Preserving California’s Japantowns Symposium
June 9, 2006
9:00am - 4:30pm
Miyako Hotel, San Francisco's Japantown

This one-day symposium will bring together experts and practitioners of historic and cultural preservation, community development, and documentation of historic sites to discuss the unique opportunities and challenges of preserving California’s Japantowns.

It will highlight the importance of developing strategic plans toward preserving the tangible and intangible assets of our community’s heritage and resources, and will encourage individuals to learn about tools that can be used toward preserving our communities. Sponsored by the California Civil Liberties Public Education Program (CCLPEP) and the California State Library, this event will also offer 2004-2005 CCLPEP preservation grant recipients an opportunity to present the current progress and outcomes of their cultural and historic preservation work.

Community leaders from the three remaining Japantowns – San Francisco, San Jose and Los Angeles – will address the unique opportunities and challenges currently facing each individual community, as well as the common threads that tie these communities together. Participants will engage in panel discussions and interactive workshops on the latest in preservation tools and techniques, discussing topics such as documenting the history, culture, stories and sites that comprise past and present Japantown communities, and how Japantowns can benefit from cultural heritage tourism and other community benefit agreements. A reception will be held following the symposium, celebrating the vitality of our Japantowns through music, food, and other festivities.
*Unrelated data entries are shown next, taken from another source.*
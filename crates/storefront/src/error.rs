//! Unified error handling with Sentry integration.
//!
//! Provides a unified `AppError` type rendered as a JSON `{"error": ...}` body.
//! All route handlers should return `Result<T, AppError>`, and extractor
//! rejections are converted so malformed requests get the same shape.

use axum::{
    Json,
    extract::rejection::{JsonRejection, PathRejection},
    http::StatusCode,
    response::{IntoResponse, Response},
};
use serde_json::json;
use thiserror::Error;

use crate::services::OrderError;

/// Application-level error type for the storefront.
#[derive(Debug, Error)]
pub enum AppError {
    /// Order placement failed.
    #[error("Order error: {0}")]
    Order(#[from] OrderError),

    /// Resource not found.
    #[error("Not found: {0}")]
    NotFound(String),

    /// Bad request from client.
    #[error("Bad request: {0}")]
    BadRequest(String),
}

impl From<JsonRejection> for AppError {
    fn from(rejection: JsonRejection) -> Self {
        Self::BadRequest(rejection.body_text())
    }
}

impl From<PathRejection> for AppError {
    fn from(rejection: PathRejection) -> Self {
        Self::BadRequest(rejection.body_text())
    }
}

impl IntoResponse for AppError {
    fn into_response(self) -> Response {
        let status = match &self {
            Self::Order(OrderError::EmptyCart) | Self::BadRequest(_) => StatusCode::BAD_REQUEST,
            Self::NotFound(_) => StatusCode::NOT_FOUND,
        };

        let message = match &self {
            Self::Order(OrderError::EmptyCart) => {
                "Please add some items to your cart first".to_string()
            }
            _ => self.to_string(),
        };

        // Client errors only; these become Sentry breadcrumbs, not events
        tracing::debug!(status = status.as_u16(), error = %self, "Request rejected");

        (status, Json(json!({ "error": message }))).into_response()
    }
}

/// Result type alias for `AppError`.
pub type Result<T> = std::result::Result<T, AppError>;

/// Add a breadcrumb for user actions.
///
/// Breadcrumbs appear in Sentry error reports to show the trail of user actions
/// leading up to an error.
///
/// # Example
///
/// ```rust,ignore
/// add_breadcrumb("cart", "Added item", Some(&[("item_id", "3")]));
/// ```
pub fn add_breadcrumb(category: &str, message: &str, data: Option<&[(&str, &str)]>) {
    let mut breadcrumb = sentry::Breadcrumb {
        category: Some(category.to_string()),
        message: Some(message.to_string()),
        level: sentry::Level::Info,
        ..Default::default()
    };

    if let Some(pairs) = data {
        for (key, value) in pairs {
            breadcrumb.data.insert(
                (*key).to_string(),
                serde_json::Value::String((*value).to_string()),
            );
        }
    }

    sentry::add_breadcrumb(breadcrumb);
}

#[cfg(test)]
#[allow(clippy::unwrap_used)]
mod tests {
    use axum::body::to_bytes;

    use super::*;

    #[test]
    fn test_app_error_display() {
        let err = AppError::NotFound("food item 99".to_string());
        assert_eq!(err.to_string(), "Not found: food item 99");

        let err = AppError::BadRequest("invalid input".to_string());
        assert_eq!(err.to_string(), "Bad request: invalid input");
    }

    #[test]
    fn test_app_error_status_codes() {
        fn get_status(err: AppError) -> StatusCode {
            let response = err.into_response();
            response.status()
        }

        assert_eq!(
            get_status(AppError::NotFound("test".to_string())),
            StatusCode::NOT_FOUND
        );
        assert_eq!(
            get_status(AppError::BadRequest("test".to_string())),
            StatusCode::BAD_REQUEST
        );
        assert_eq!(
            get_status(AppError::Order(OrderError::EmptyCart)),
            StatusCode::BAD_REQUEST
        );
    }

    #[tokio::test]
    async fn test_error_body_is_json() {
        let response = AppError::Order(OrderError::EmptyCart).into_response();
        let bytes = to_bytes(response.into_body(), usize::MAX).await.unwrap();
        let body: serde_json::Value = serde_json::from_slice(&bytes).unwrap();
        assert_eq!(body["error"], "Please add some items to your cart first");
    }
}
//! Business logic services for the storefront.
//!
//! # Services
//!
//! - `cart` - Cart and favorites state manager with background persistence
//! - `orders` - Order placement and simulated delivery tracking

pub mod cart;
pub mod orders;

pub use cart::CartManager;
pub use orders::{OrderError, OrderService, PlacedOrder};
Proposition 40, the 2002 Resources Bond Act, was approved by California voters in March 2002, allocating $267.50 million for historical and cultural resource projects. $1 million of this money was earmarked by Governor Gray Davis to support cultural preservation projects in California’s three Japantowns. Representatives from the San Francisco, San Jose, and Los Angeles Proposition 40 projects will speak at the symposium to discuss how the funds have been used for cultural preservation in their communities.

This event is being organized by Japanese Cultural and Community Center of Northern California (JCCCNC) in partnership with the California Japanese American Community Leadership Council (CJACLC) and the support of the California Preservation Foundation, the National Trust for Historic Preservation, and the California Cultural & Historical Endowment.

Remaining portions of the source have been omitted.